Alpi Apuane

Nel Ventre della montagna, la vita

La diatriba è ormai nota a tutti: da qualche decennio l’estrazione del marmo di Carrara va avanti a ritmi sregolati, provocando danni a tutto il territorio.

Uno sventramento non giustificato da un rientro economico per la collettività, la grande ricchezza prodotta resta nelle mani di pochi, con l’aggravante che il vero business non sono solo i preziosissimi marmi destinati in minima parte alla statuaria o all’edilizia -in mano per buona parte alla Bin Laden, il gruppo della famiglia del terrorista saudita- ma i detriti, ovvero il carbonato di calcio, tanto ghiotto per la multinazionale svizzera Omya e diventato ormai insostituibile nella produzione di dentifrici, cosmetici, farmaceutici, alimentari e tanti altri prodotti dei generi più diversi. Le stime sono terrificanti: negli ultimi 20 anni si è scavato più che nei 2000 precedenti. E questo è quello che spinge gli ambientalisti a far sentire la loro voce nella lotta contro i cavatori, sviluppando e proponendo progetti alternativi.

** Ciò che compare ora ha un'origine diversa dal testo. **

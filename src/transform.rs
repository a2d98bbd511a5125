//! Margin to class-probability transformation.
//!
//! [`OutputTransform`] turns the raw margins of one sample into the class
//! probability row a classifier's `predict_proba` returns.

/// Inference-time output transformation of a classification objective.
#[derive(Debug, Clone, Copy, PartialEq, Eq, Hash)]
pub enum OutputTransform {
    /// Logistic sigmoid over a single log-odds margin.
    /// Yields the two-column row `[1 - p, p]`.
    Sigmoid,

    /// Softmax over one margin per class.
    Softmax,
}

impl OutputTransform {
    /// Transform for an XGBoost objective name, or `None` if the objective
    /// does not produce class probabilities.
    pub fn from_objective(objective: &str) -> Option<Self> {
        match objective {
            "binary:logistic" | "binary:logitraw" | "reg:logistic" => Some(OutputTransform::Sigmoid),
            "multi:softprob" | "multi:softmax" => Some(OutputTransform::Softmax),
            _ => None,
        }
    }

    /// Class probabilities for one sample's margins.
    pub fn to_proba(&self, margins: &[f32]) -> Vec<f32> {
        match self {
            OutputTransform::Sigmoid => {
                let p = margins.first().copied().map_or(f32::NAN, sigmoid);
                vec![1.0 - p, p]
            }
            OutputTransform::Softmax => {
                let mut row = margins.to_vec();
                softmax_inplace(&mut row);
                row
            }
        }
    }
}

/// Numerically stable sigmoid.
/// Clamps input to [-500, 500] to prevent overflow.
#[inline]
fn sigmoid(x: f32) -> f32 {
    let clamped = x.clamp(-500.0, 500.0);
    if clamped >= 0.0 {
        1.0 / (1.0 + (-clamped).exp())
    } else {
        let e = clamped.exp();
        e / (1.0 + e)
    }
}

/// Softmax in place, shifted by the row max.
#[inline]
fn softmax_inplace(row: &mut [f32]) {
    if row.is_empty() {
        return;
    }

    let max = row.iter().cloned().fold(f32::NEG_INFINITY, f32::max);

    let mut sum = 0.0f32;
    for x in row.iter_mut() {
        *x = (*x - max).exp();
        sum += *x;
    }

    if sum > 0.0 {
        for x in row.iter_mut() {
            *x /= sum;
        }
    }
}
//! Conversion from XGBoost JSON types to native types.

use std::collections::HashMap;

use ndarray::Array2;

use crate::repr::{Booster, Forest, LinearModel, NodeId, Tree, TreeBuilder, TreeValidationError};

use super::json::{GradientBooster, Tree as XgbTree, XgbModel};

/// Error type for XGBoost model conversion.
#[derive(Debug, thiserror::Error)]
pub enum ConversionError {
    #[error("tree {0} has no nodes")]
    EmptyTree(usize),
    #[error("tree {tree} declares {declared} nodes but its `{field}` array has {actual} entries")]
    TruncatedArray {
        tree: usize,
        field: &'static str,
        declared: usize,
        actual: usize,
    },
    #[error(
        "invalid node index in tree {tree}: node {node} references child {child} but tree has {n_nodes} nodes"
    )]
    InvalidNodeIndex {
        tree: usize,
        node: usize,
        child: i32,
        n_nodes: usize,
    },
    #[error("tree {tree} has malformed categorical segments")]
    InvalidCategories { tree: usize },
    #[error("tree {tree} is malformed: {source}")]
    InvalidTree {
        tree: usize,
        #[source]
        source: TreeValidationError,
    },
    #[error("tree {tree} belongs to group {group} but the model has {n_groups} groups")]
    InvalidTreeGroup { tree: usize, group: i32, n_groups: u32 },
    #[error("dart model has {weights} weights for {trees} trees")]
    DartWeightsMismatch { weights: usize, trees: usize },
    #[error(
        "gblinear weights length {actual} doesn't match (num_features + 1) * num_groups = {expected}"
    )]
    InvalidLinearWeights { actual: usize, expected: usize },
}

/// Convert `base_score` from probability space to margin space.
///
/// XGBoost stores `base_score` in the output space of the objective; the
/// forest adds it to raw margins, so logistic objectives need the logit.
pub(crate) fn prob_to_margin(base_score: f32, objective: &str) -> f32 {
    match objective {
        "binary:logistic" | "reg:logistic" => {
            let p = base_score.clamp(1e-7, 1.0 - 1e-7);
            (p / (1.0 - p)).ln()
        }
        "reg:gamma" | "reg:tweedie" | "count:poisson" => base_score.max(1e-7).ln(),
        _ => base_score,
    }
}

impl XgbModel {
    /// Number of output groups: 1 for binary/regression, `num_class` otherwise.
    pub fn n_groups(&self) -> u32 {
        let n_class = self.learner.learner_model_param.n_class;
        if n_class <= 1 {
            1
        } else {
            n_class as u32
        }
    }

    fn margin_base_score(&self) -> f32 {
        prob_to_margin(
            self.learner.learner_model_param.base_score,
            self.objective_name(),
        )
    }

    /// Convert to a native [`Booster`].
    pub fn to_booster(&self) -> Result<Booster, ConversionError> {
        match &self.learner.gradient_booster {
            GradientBooster::Gbtree { model } => {
                Ok(Booster::Tree(self.convert_forest(&model.trees, &model.tree_info)?))
            }
            GradientBooster::Dart {
                gbtree,
                weight_drop,
            } => {
                let trees = &gbtree.model.trees;
                if weight_drop.len() != trees.len() {
                    return Err(ConversionError::DartWeightsMismatch {
                        weights: weight_drop.len(),
                        trees: trees.len(),
                    });
                }
                let forest = self
                    .convert_forest(trees, &gbtree.model.tree_info)?
                    .with_tree_weights(weight_drop.clone());
                Ok(Booster::Tree(forest))
            }
            GradientBooster::Gblinear { model } => {
                Ok(Booster::Linear(self.convert_linear(&model.weights)?))
            }
        }
    }

    fn convert_forest(&self, trees: &[XgbTree], tree_info: &[i32]) -> Result<Forest, ConversionError> {
        let n_groups = self.n_groups();
        let mut forest =
            Forest::new(n_groups).with_base_score(vec![self.margin_base_score(); n_groups as usize]);

        for (tree_idx, xgb_tree) in trees.iter().enumerate() {
            let group = tree_info.get(tree_idx).copied().unwrap_or(0);
            if group < 0 || group as u32 >= n_groups {
                return Err(ConversionError::InvalidTreeGroup {
                    tree: tree_idx,
                    group,
                    n_groups,
                });
            }
            forest.push_tree(convert_tree(xgb_tree, tree_idx)?, group as u32);
        }
        Ok(forest)
    }

    /// XGBoost stores gblinear weights row-major as `[n_features + 1, n_groups]`
    /// with the bias in the last row. The base score is folded into the bias.
    fn convert_linear(&self, weights: &[f32]) -> Result<LinearModel, ConversionError> {
        let n_features = self.learner.learner_model_param.n_features.max(0) as usize;
        let n_groups = self.n_groups() as usize;

        let expected = (n_features + 1) * n_groups;
        let mut arr = Array2::from_shape_vec((n_features + 1, n_groups), weights.to_vec()).map_err(
            |_| ConversionError::InvalidLinearWeights {
                actual: weights.len(),
                expected,
            },
        )?;

        let base = self.margin_base_score();
        arr.row_mut(n_features).mapv_inplace(|b| b + base);
        Ok(LinearModel::new(arr))
    }
}

fn convert_tree(xgb_tree: &XgbTree, tree_idx: usize) -> Result<Tree, ConversionError> {
    let n_nodes = xgb_tree.tree_param.num_nodes.max(0) as usize;
    if n_nodes == 0 {
        return Err(ConversionError::EmptyTree(tree_idx));
    }

    let check_len = |field: &'static str, actual: usize| {
        if actual < n_nodes {
            Err(ConversionError::TruncatedArray {
                tree: tree_idx,
                field,
                declared: n_nodes,
                actual,
            })
        } else {
            Ok(())
        }
    };
    check_len("left_children", xgb_tree.left_children.len())?;
    check_len("right_children", xgb_tree.right_children.len())?;
    check_len("split_indices", xgb_tree.split_indices.len())?;
    check_len("split_conditions", xgb_tree.split_conditions.len())?;
    check_len("default_left", xgb_tree.default_left.len())?;

    let categorical = categorical_sets(xgb_tree, tree_idx)?;
    let mut builder = TreeBuilder::with_nodes(n_nodes);

    for node_idx in 0..n_nodes {
        let node = node_idx as NodeId;
        let left = xgb_tree.left_children[node_idx];
        let right = xgb_tree.right_children[node_idx];

        // XGBoost marks leaves with left child -1 and stores the
        // eta-scaled leaf value in the split condition slot
        if left == -1 {
            builder.make_leaf(node, xgb_tree.split_conditions[node_idx]);
            continue;
        }

        for child in [left, right] {
            if child < 0 || child as usize >= n_nodes {
                return Err(ConversionError::InvalidNodeIndex {
                    tree: tree_idx,
                    node: node_idx,
                    child,
                    n_nodes,
                });
            }
        }

        let feature = xgb_tree.split_indices[node_idx].max(0) as u32;
        let default_left = xgb_tree.default_left[node_idx] != 0;
        let is_categorical = xgb_tree.split_type.get(node_idx).copied().unwrap_or(0) == 1;

        if is_categorical {
            let set = categorical.get(&node_idx).map(Vec::as_slice).unwrap_or(&[]);
            builder.set_categorical_split(node, feature, set, default_left, left as NodeId, right as NodeId);
        } else {
            let threshold = xgb_tree.split_conditions[node_idx];
            builder.set_numeric_split(node, feature, threshold, default_left, left as NodeId, right as NodeId);
        }
    }

    let tree = builder.build();
    tree.validate()
        .map_err(|source| ConversionError::InvalidTree { tree: tree_idx, source })?;
    Ok(tree)
}

/// Map node index to the category values that go right.
///
/// XGBoost keeps them in parallel arrays: `categories_nodes[i]` owns
/// `categories[categories_segments[i]..][..categories_sizes[i]]`.
fn categorical_sets(xgb_tree: &XgbTree, tree_idx: usize) -> Result<HashMap<usize, Vec<u32>>, ConversionError> {
    let invalid = || ConversionError::InvalidCategories { tree: tree_idx };
    let n = xgb_tree.categories_nodes.len();
    if xgb_tree.categories_segments.len() != n || xgb_tree.categories_sizes.len() != n {
        return Err(invalid());
    }

    let mut sets = HashMap::with_capacity(n);
    for i in 0..n {
        let node = usize::try_from(xgb_tree.categories_nodes[i]).map_err(|_| invalid())?;
        let start = usize::try_from(xgb_tree.categories_segments[i]).map_err(|_| invalid())?;
        let size = usize::try_from(xgb_tree.categories_sizes[i]).map_err(|_| invalid())?;
        let values = xgb_tree
            .categories
            .get(start..start + size)
            .ok_or_else(invalid)?
            .iter()
            .map(|&c| u32::try_from(c).map_err(|_| invalid()))
            .collect::<Result<Vec<_>, _>>()?;
        sets.insert(node, values);
    }
    Ok(sets)
}
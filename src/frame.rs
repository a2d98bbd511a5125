//! One-row feature table.
//!
//! A [`FeatureFrame`] holds one [`Cell`] per schema column, in schema order.
//! Cells keep the type the JSON decoder produced until [`FeatureFrame::coerce`]
//! converts the coercion set to float64 with Python `float()` semantics.

use std::fmt;

use serde_json::{Map, Value};

use crate::error::CoercionError;
use crate::schema::{self, ColumnKind, FEATURE_SCHEMA};

/// A single table value.
#[derive(Debug, Clone, PartialEq)]
pub enum Cell {
    /// Key absent from the record, or JSON `null`.
    Missing,
    Bool(bool),
    Int(i64),
    Float(f64),
    Str(String),
    /// Nested array or object.
    Other(Value),
}

impl Cell {
    pub fn from_json(value: &Value) -> Self {
        match value {
            Value::Null => Cell::Missing,
            Value::Bool(b) => Cell::Bool(*b),
            Value::Number(n) => match n.as_i64() {
                Some(i) => Cell::Int(i),
                None => Cell::Float(n.as_f64().unwrap_or(f64::NAN)),
            },
            Value::String(s) => Cell::Str(s.clone()),
            Value::Array(_) | Value::Object(_) => Cell::Other(value.clone()),
        }
    }

    /// Pandas-style dtype label.
    pub fn dtype(&self) -> &'static str {
        match self {
            Cell::Bool(_) => "bool",
            Cell::Int(_) => "int64",
            Cell::Float(_) => "float64",
            Cell::Missing | Cell::Str(_) | Cell::Other(_) => "object",
        }
    }

    /// Convert to float64 the way Python's `float()` does.
    pub fn to_float(&self) -> Result<f64, CoercionError> {
        match self {
            Cell::Missing => Ok(f64::NAN),
            Cell::Bool(b) => Ok(if *b { 1.0 } else { 0.0 }),
            Cell::Int(i) => Ok(*i as f64),
            Cell::Float(f) => Ok(*f),
            Cell::Str(s) => parse_float(s),
            Cell::Other(Value::Array(_)) => Err(CoercionError::NotANumber("list")),
            Cell::Other(_) => Err(CoercionError::NotANumber("dict")),
        }
    }
}

impl fmt::Display for Cell {
    fn fmt(&self, f: &mut fmt::Formatter<'_>) -> fmt::Result {
        match self {
            Cell::Missing => write!(f, "NaN"),
            Cell::Bool(true) => write!(f, "True"),
            Cell::Bool(false) => write!(f, "False"),
            Cell::Int(i) => write!(f, "{i}"),
            Cell::Float(x) => write!(f, "{x:?}"),
            Cell::Str(s) => write!(f, "{s}"),
            Cell::Other(v) => write!(f, "{v}"),
        }
    }
}

/// Parse a string as a float, accepting what Python's `float()` accepts:
/// surrounding whitespace, a sign, `nan`/`inf`/`infinity` in any case, and
/// single underscores between digits.
pub fn parse_float(raw: &str) -> Result<f64, CoercionError> {
    let fail = || CoercionError::StringToFloat(raw.to_string());
    let trimmed = raw.trim();
    if trimmed.is_empty() {
        return Err(fail());
    }

    let cleaned;
    let text = if trimmed.contains('_') {
        let bytes = trimmed.as_bytes();
        for (i, &b) in bytes.iter().enumerate() {
            if b == b'_' {
                let digit_before = i > 0 && bytes[i - 1].is_ascii_digit();
                let digit_after = bytes.get(i + 1).is_some_and(|c| c.is_ascii_digit());
                if !(digit_before && digit_after) {
                    return Err(fail());
                }
            }
        }
        cleaned = trimmed.replace('_', "");
        cleaned.as_str()
    } else {
        trimmed
    };

    let unsigned = text.trim_start_matches(&['+', '-'][..]);
    if text.len() - unsigned.len() > 1 {
        return Err(fail());
    }
    match unsigned.to_ascii_lowercase().as_str() {
        "nan" => return Ok(f64::NAN),
        "inf" | "infinity" => {
            return Ok(if text.starts_with('-') {
                f64::NEG_INFINITY
            } else {
                f64::INFINITY
            })
        }
        _ => {}
    }
    text.parse::<f64>().map_err(|_| fail())
}

fn json_type_name(value: &Value) -> &'static str {
    match value {
        Value::Null => "null",
        Value::Bool(_) => "boolean",
        Value::Number(_) => "number",
        Value::String(_) => "string",
        Value::Array(_) => "array",
        Value::Object(_) => "object",
    }
}

/// A one-row table laid out in schema order.
#[derive(Debug, Clone, PartialEq)]
pub struct FeatureFrame {
    cells: Vec<Cell>,
}

impl FeatureFrame {
    /// Build the row from a decoded JSON record.
    ///
    /// Anything other than a JSON object is rejected.
    pub fn from_record(record: &Value) -> Result<Self, CoercionError> {
        match record {
            Value::Object(map) => Ok(Self::from_map(map)),
            other => Err(CoercionError::NotAnObject(json_type_name(other))),
        }
    }

    /// Build the row by looking up each schema column by name.
    ///
    /// Absent columns become [`Cell::Missing`]; keys outside the schema are ignored.
    pub fn from_map(map: &Map<String, Value>) -> Self {
        let cells = FEATURE_SCHEMA
            .iter()
            .map(|col| map.get(col.name).map_or(Cell::Missing, Cell::from_json))
            .collect();
        Self { cells }
    }

    /// Coerce every [`ColumnKind::Float`] column to float64.
    ///
    /// Stops at the first column that cannot be converted, leaving earlier
    /// columns converted.
    pub fn coerce(&mut self) -> Result<(), CoercionError> {
        for (col, cell) in FEATURE_SCHEMA.iter().zip(self.cells.iter_mut()) {
            if col.kind == ColumnKind::Float {
                *cell = Cell::Float(cell.to_float()?);
            }
        }
        Ok(())
    }

    /// Number of columns (always the schema width).
    pub fn n_columns(&self) -> usize {
        self.cells.len()
    }

    pub fn cell(&self, index: usize) -> &Cell {
        &self.cells[index]
    }

    /// Look up a cell by column name.
    pub fn get(&self, name: &str) -> Option<&Cell> {
        schema::position(name).map(|idx| &self.cells[idx])
    }

    /// Iterate over `(column name, cell)` pairs in schema order.
    pub fn iter(&self) -> impl Iterator<Item = (&'static str, &Cell)> {
        FEATURE_SCHEMA.iter().map(|c| c.name).zip(self.cells.iter())
    }

    /// Iterate over `(column name, dtype)` pairs in schema order.
    pub fn dtypes(&self) -> impl Iterator<Item = (&'static str, &'static str)> + '_ {
        self.iter().map(|(name, cell)| (name, cell.dtype()))
    }
}
//! Shared helpers for integration tests.

#![allow(dead_code)]

use std::fs::File;
use std::path::{Path, PathBuf};

use serde::de::DeserializeOwned;
use serde::Deserialize;
use serde_json::Value;

/// Base directory for test cases.
pub fn test_cases_dir() -> PathBuf {
    PathBuf::from(env!("CARGO_MANIFEST_DIR")).join("tests/test-cases")
}

/// Directory for XGBoost test cases.
pub fn xgboost_test_cases_dir() -> PathBuf {
    test_cases_dir().join("xgboost")
}

pub fn risk_model_path() -> PathBuf {
    xgboost_test_cases_dir().join("risk_binary.model.json")
}

/// Load a JSON file and deserialize it.
pub fn load_json<T: DeserializeOwned>(path: &Path) -> T {
    let file =
        File::open(path).unwrap_or_else(|e| panic!("Failed to open {}: {e}", path.display()));
    serde_json::from_reader(file)
        .unwrap_or_else(|e| panic!("Failed to parse {}: {e}", path.display()))
}

/// One scored record with its hand-computed expectation.
#[derive(Debug, Deserialize)]
pub struct RiskCase {
    pub name: String,
    pub record: Value,
    /// Sum of leaf values reached by `record`.
    pub margin: f64,
    pub risk_percentage: f64,
}

pub fn risk_cases() -> Vec<RiskCase> {
    load_json(&xgboost_test_cases_dir().join("risk_binary.cases.json"))
}

pub fn risk_case(name: &str) -> RiskCase {
    risk_cases()
        .into_iter()
        .find(|c| c.name == name)
        .unwrap_or_else(|| panic!("no test case named {name}"))
}

/// Tolerance for risk percentages computed in f32 and compared with f64
/// reference values.
pub const RISK_TOLERANCE: f64 = 1e-3;
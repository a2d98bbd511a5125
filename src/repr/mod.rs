//! Native model representations used for inference.

/// Node identifier: an index into a tree's arrays.
pub type NodeId = u32;

pub mod categories;
pub mod forest;
pub mod linear;
pub mod tree;

pub use categories::{categories_to_bitset, is_valid_category, CategoriesStorage};
pub use forest::Forest;
pub use linear::LinearModel;
pub use tree::{SplitType, Tree, TreeBuilder, TreeValidationError};

use ndarray::ArrayView1;

/// A converted gradient booster.
#[derive(Debug, Clone)]
pub enum Booster {
    /// Tree ensemble (gbtree, or dart with per-tree weights).
    Tree(Forest),
    /// Linear booster.
    Linear(LinearModel),
}

impl Booster {
    pub fn n_groups(&self) -> usize {
        match self {
            Booster::Tree(forest) => forest.n_groups() as usize,
            Booster::Linear(linear) => linear.n_groups(),
        }
    }

    /// Raw margins for one sample, one per output group.
    pub fn predict_margins(&self, sample: ArrayView1<'_, f32>) -> Vec<f32> {
        match self {
            Booster::Tree(forest) => forest.predict_row(sample),
            Booster::Linear(linear) => linear.predict_row(sample),
        }
    }
}
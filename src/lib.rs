//! aircraft-risk: score an aircraft incident record with a pretrained
//! gradient-boosted classifier.
//!
//! The model is an XGBoost JSON artifact evaluated natively. A JSON record is
//! laid out in the fixed 37-column [`schema`], coerced like a pandas row, and
//! turned into a risk percentage by [`infer::infer`].

pub mod cli;
pub mod compat;
pub mod error;
pub mod features;
pub mod frame;
pub mod infer;
pub mod model;
pub mod repr;
pub mod report;
pub mod schema;
pub mod transform;

pub use error::{CoercionError, InferError, ModelError, PredictionError};
pub use infer::{infer, InferOptions, Prediction};
pub use model::RiskModel;
pub use report::{Outcome, RiskLevel};
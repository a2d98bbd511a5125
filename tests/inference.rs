//! End-to-end inference against the hand-built XGBoost fixture.

mod common;

use aircraft_risk::{infer, InferError, InferOptions, PredictionError, RiskModel};
use approx::assert_abs_diff_eq;
use common::{risk_case, risk_cases, risk_model_path, RISK_TOLERANCE};
use rstest::rstest;
use serde_json::json;

fn model() -> RiskModel {
    RiskModel::load(risk_model_path()).expect("fixture model loads")
}

#[test]
fn fixture_model_shape() {
    let model = model();
    assert_eq!(model.n_features(), 37);
    assert_eq!(model.n_groups(), 1);
    assert_eq!(model.objective(), "binary:logistic");
    assert_eq!(model.features().names.len(), 37);
    assert_eq!(model.features().levels["EngineType"], ["Jet", "Piston", "Turboprop"]);
}

#[rstest]
#[case("complete_record")]
#[case("high_altitude_piston")]
#[case("all_missing")]
#[case("string_numbers")]
#[case("unseen_level")]
fn matches_reference_risk(#[case] name: &str) {
    let case = risk_case(name);
    let prediction = infer(&model(), &case.record, &InferOptions::default()).unwrap();
    assert_abs_diff_eq!(prediction.risk_percentage, case.risk_percentage, epsilon = RISK_TOLERANCE);
}

#[test]
fn every_case_is_a_percentage() {
    let model = model();
    for case in risk_cases() {
        let risk = infer(&model, &case.record, &InferOptions::default())
            .unwrap()
            .risk_percentage;
        assert!((0.0..=100.0).contains(&risk), "{}: {risk}", case.name);
        // margin sign decides which side of 50% the risk falls on
        assert_eq!(risk > 50.0, case.margin > 0.0, "{}", case.name);
    }
}

#[test]
fn engines_as_word_is_input_format_error() {
    let err = infer(&model(), &json!({"Engines": "two"}), &InferOptions::default()).unwrap_err();
    assert_eq!(
        err.to_string(),
        "Invalid input format: could not convert string to float: 'two'"
    );
}

#[test]
fn numeric_column_with_string_is_prediction_error() {
    let err = infer(&model(), &json!({"Month": "August"}), &InferOptions::default()).unwrap_err();
    match err {
        InferError::Prediction(PredictionError::InvalidDtype(columns)) => {
            assert_eq!(columns, vec![("Month".to_string(), "object")]);
        }
        other => panic!("unexpected error: {other:?}"),
    }
}

#[test]
fn derived_features_feed_the_model() {
    // Helicopter "No" overrides the record's IsHelicopter = 1
    let record = json!({
        "Helicopter": "No",
        "IsHelicopter": 1,
        "precip": 0.5,
        "Altitude": 5000,
    });
    let options = InferOptions {
        derive_features: true,
    };
    let prediction = infer(&model(), &record, &options).unwrap();
    let frame = &prediction.frame;

    assert_eq!(frame.get("IsHelicopter").map(ToString::to_string).as_deref(), Some("0.0"));
    assert_eq!(frame.get("Precip_Helicopter").map(ToString::to_string).as_deref(), Some("0.0"));
    assert_eq!(frame.get("Precip_Altitude").map(ToString::to_string).as_deref(), Some("2500.0"));
}
//! Derivation of engineered fields from raw record fields.
//!
//! Mirrors what the web form computes before submitting a record. A derived
//! field is only written when every source it needs is present and usable;
//! otherwise whatever the record already holds for it is kept.

use serde_json::{Map, Number, Value};

fn number(record: &Map<String, Value>, key: &str) -> Option<f64> {
    record.get(key).and_then(Value::as_f64)
}

/// Truthiness of a flag field: booleans, or numbers where non-zero is true.
fn flag(record: &Map<String, Value>, key: &str) -> Option<bool> {
    match record.get(key)? {
        Value::Bool(b) => Some(*b),
        Value::Number(n) => n.as_f64().map(|x| x != 0.0),
        _ => None,
    }
}

fn yes_no(record: &Map<String, Value>, key: &str) -> Option<bool> {
    record.get(key).and_then(Value::as_str).map(|s| s == "Yes")
}

fn set_number(record: &mut Map<String, Value>, key: &str, value: f64) -> bool {
    match Number::from_f64(value) {
        Some(n) => {
            record.insert(key.to_string(), Value::Number(n));
            true
        }
        None => false,
    }
}

fn set_indicator(record: &mut Map<String, Value>, key: &str, on: bool) {
    record.insert(key.to_string(), Value::from(u8::from(on)));
}

/// Recompute the engineered fields in place and return how many were written.
///
/// `IsHelicopter` and `IsScheduled` come first because `Precip_Helicopter`
/// reads the updated `IsHelicopter`. `TempRange_Season` reads the record's
/// own `TempRange`, not the recomputed one.
pub fn derive_features(record: &mut Map<String, Value>) -> usize {
    let mut written = 0;
    let supplied_temp_range = number(record, "TempRange");

    if let Some(on) = yes_no(record, "Helicopter") {
        set_indicator(record, "IsHelicopter", on);
        written += 1;
    }
    if let Some(on) = yes_no(record, "ScheduledCommercial") {
        set_indicator(record, "IsScheduled", on);
        written += 1;
    }

    let precip = number(record, "precip");
    let wind = number(record, "wind_avg");
    let altitude = number(record, "Altitude");

    let products = [
        ("TempRange", number(record, "temp_max").zip(number(record, "temp_min")).map(|(hi, lo)| hi - lo)),
        ("Precip_Wind", precip.zip(wind).map(|(p, w)| p * w)),
        (
            "Precip_Night",
            precip.zip(flag(record, "IsNight")).map(|(p, night)| if night { p } else { 0.0 }),
        ),
        ("Precip_Helicopter", precip.zip(number(record, "IsHelicopter")).map(|(p, h)| p * h)),
        ("Precip_Altitude", precip.zip(altitude).map(|(p, a)| p * a)),
        ("Wind_Altitude", wind.zip(altitude).map(|(w, a)| w * a)),
        (
            "TempRange_Season",
            supplied_temp_range.zip(number(record, "Season")).map(|(t, s)| t * s),
        ),
    ];

    for (key, value) in products {
        if let Some(value) = value {
            if set_number(record, key, value) {
                written += 1;
            }
        }
    }

    tracing::debug!(written, "derived engineered features");
    written
}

Dall’altro lato ci sono le imprese (Confindustria Livorno Massa Carrara) che negli ultimi anni rispondono con i loro bilanci di sostenibilità, sottolineando codici comportamentali, fattori di trasparenza, investimenti in formazione, investimenti in tecnologia diretta a migliorare compatibilità ambientale e sicurezza; ma soprattutto la volontà di recuperare e valorizzare la plurimillenaria cultura identitaria e distintiva del territorio rappresentata dal marmo di Carrara.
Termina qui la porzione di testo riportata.